About this task: If a line in the entries below includes the string "struct", copy it out.

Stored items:
·····

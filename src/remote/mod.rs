//! Control-plane and object-store capabilities used by the pipeline.
//!
//! The pipeline only ever talks to the cloud through the three traits in
//! this module, bundled in a [`ControlPlane`]:
//!
//! - [`DeploymentCatalog`]: look up a stack's published outputs
//! - [`FunctionControl`]: overwrite a function's environment and invoke it asynchronously
//! - [`ObjectStore`]: put, list and get objects in the shared bucket
//!
//! [`aws::AwsControlPlane`] backs them with CloudFormation, Lambda and S3;
//! [`memory::InMemoryControlPlane`] is a scripted stand-in for tests.

pub mod aws;
pub mod memory;

use std::collections::BTreeMap;
use std::sync::Arc;

use async_trait::async_trait;
use chrono::{DateTime, Utc};

use crate::error::RemoteError;

/// HTTP status a function returns when an `Event` invocation is queued.
pub const ASYNC_ACCEPTED_STATUS: i32 = 202;

/// One deployed stack matching a name.
#[derive(Debug, Clone, PartialEq, Eq)]
pub struct Deployment {
    pub name: String,
    /// Last update time; `None` for stacks never updated since creation.
    pub last_updated: Option<DateTime<Utc>>,
    /// Published `(key, value)` outputs in declaration order.
    pub outputs: Vec<(String, String)>,
}

impl Deployment {
    pub fn output(&self, key: &str) -> Option<&str> {
        self.outputs
            .iter()
            .find(|(k, _)| k == key)
            .map(|(_, v)| v.as_str())
    }
}

/// Acknowledgement of an asynchronous invocation.
#[derive(Debug, Clone, Copy, PartialEq, Eq)]
pub struct InvokeAck {
    pub status_code: i32,
}

impl InvokeAck {
    pub fn accepted() -> Self {
        Self {
            status_code: ASYNC_ACCEPTED_STATUS,
        }
    }

    pub fn is_accepted(&self) -> bool {
        self.status_code == ASYNC_ACCEPTED_STATUS
    }
}

/// One page of a prefix listing.
#[derive(Debug, Clone, Default, PartialEq, Eq)]
pub struct ListPage {
    pub keys: Vec<String>,
    /// Present while more pages remain.
    pub next_token: Option<String>,
}

/// Lookup of deployed stacks.
#[async_trait]
pub trait DeploymentCatalog: Send + Sync {
    /// Returns every stack matching `name`, in no particular order.
    async fn describe_deployments(&self, name: &str) -> Result<Vec<Deployment>, RemoteError>;
}

/// Configuration and invocation of the worker function.
#[async_trait]
pub trait FunctionControl: Send + Sync {
    /// Replaces the function's environment with exactly `vars`.
    async fn replace_environment(
        &self,
        function: &str,
        vars: &BTreeMap<String, String>,
    ) -> Result<(), RemoteError>;

    /// Queues one asynchronous execution and returns its acknowledgement.
    async fn invoke_async(&self, function: &str) -> Result<InvokeAck, RemoteError>;
}

/// The shared bucket workers read scripts from and write results to.
#[async_trait]
pub trait ObjectStore: Send + Sync {
    async fn put_object(&self, bucket: &str, key: &str, body: Vec<u8>) -> Result<(), RemoteError>;

    /// Lists one page of keys under `prefix`, continuing from `token`.
    async fn list_objects(
        &self,
        bucket: &str,
        prefix: &str,
        token: Option<String>,
    ) -> Result<ListPage, RemoteError>;

    async fn get_object(&self, bucket: &str, key: &str) -> Result<Vec<u8>, RemoteError>;
}

/// The three capabilities the pipeline needs, shared behind `Arc`.
#[derive(Clone)]
pub struct ControlPlane {
    pub deployments: Arc<dyn DeploymentCatalog>,
    pub functions: Arc<dyn FunctionControl>,
    pub store: Arc<dyn ObjectStore>,
}

impl ControlPlane {
    pub fn new(
        deployments: Arc<dyn DeploymentCatalog>,
        functions: Arc<dyn FunctionControl>,
        store: Arc<dyn ObjectStore>,
    ) -> Self {
        Self {
            deployments,
            functions,
            store,
        }
    }

    /// Uses one value for all three capabilities.
    pub fn from_shared<T>(backend: Arc<T>) -> Self
    where
        T: DeploymentCatalog + FunctionControl + ObjectStore + 'static,
    {
        Self::new(backend.clone(), backend.clone(), backend)
    }
}

/// Lists every key under `prefix`, following continuation tokens to the end.
pub async fn list_all_keys(
    store: &dyn ObjectStore,
    bucket: &str,
    prefix: &str,
) -> Result<Vec<String>, RemoteError> {
    let mut keys = Vec::new();
    let mut token = None;
    loop {
        let page = store.list_objects(bucket, prefix, token).await?;
        keys.extend(page.keys);
        match page.next_token {
            Some(next) => token = Some(next),
            None => break,
        }
    }
    Ok(keys)
}

#[cfg(test)]
mod tests {
    use super::memory::InMemoryControlPlane;
    use super::*;

    #[test]
    fn test_invoke_ack() {
        assert!(InvokeAck::accepted().is_accepted());
        assert!(!InvokeAck { status_code: 200 }.is_accepted());
        assert!(!InvokeAck { status_code: 429 }.is_accepted());
    }

    #[test]
    fn test_deployment_output_lookup() {
        let deployment = Deployment {
            name: "stack".to_string(),
            last_updated: None,
            outputs: vec![("BucketName".to_string(), "bucket-1".to_string())],
        };
        assert_eq!(deployment.output("BucketName"), Some("bucket-1"));
        assert_eq!(deployment.output("LambdaArn"), None);
    }

    #[tokio::test]
    async fn test_list_all_keys_independent_of_page_size() {
        let mut expected: Vec<String> = (0..23).map(|i| format!("run/result-{i:02}")).collect();
        expected.sort();

        for page_size in [1, 2, 5, 7, 23, 100] {
            let store = InMemoryControlPlane::new().with_page_size(page_size);
            for key in &expected {
                store.insert_object("bucket", key, b"ok".to_vec()).await;
            }
            store.insert_object("bucket", "other/result-x", b"no".to_vec()).await;

            let keys = list_all_keys(&store, "bucket", "run/result").await.unwrap();
            assert_eq!(keys, expected, "page size {page_size}");
        }
    }

    #[tokio::test]
    async fn test_list_all_keys_counts_pages() {
        let store = InMemoryControlPlane::new().with_page_size(4);
        for i in 0..10 {
            store
                .insert_object("bucket", &format!("p/{i}"), Vec::new())
                .await;
        }

        let keys = list_all_keys(&store, "bucket", "p/").await.unwrap();
        assert_eq!(keys.len(), 10);
        assert_eq!(store.list_calls().await, 3);
    }

    #[tokio::test]
    async fn test_list_all_keys_empty_prefix() {
        let store = InMemoryControlPlane::new();
        let keys = list_all_keys(&store, "bucket", "nothing/").await.unwrap();
        assert!(keys.is_empty());
        assert_eq!(store.list_calls().await, 1);
    }
}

·····

Your response:
pub struct Deployment {
pub struct InvokeAck {
pub struct ListPage {
pub struct ControlPlane {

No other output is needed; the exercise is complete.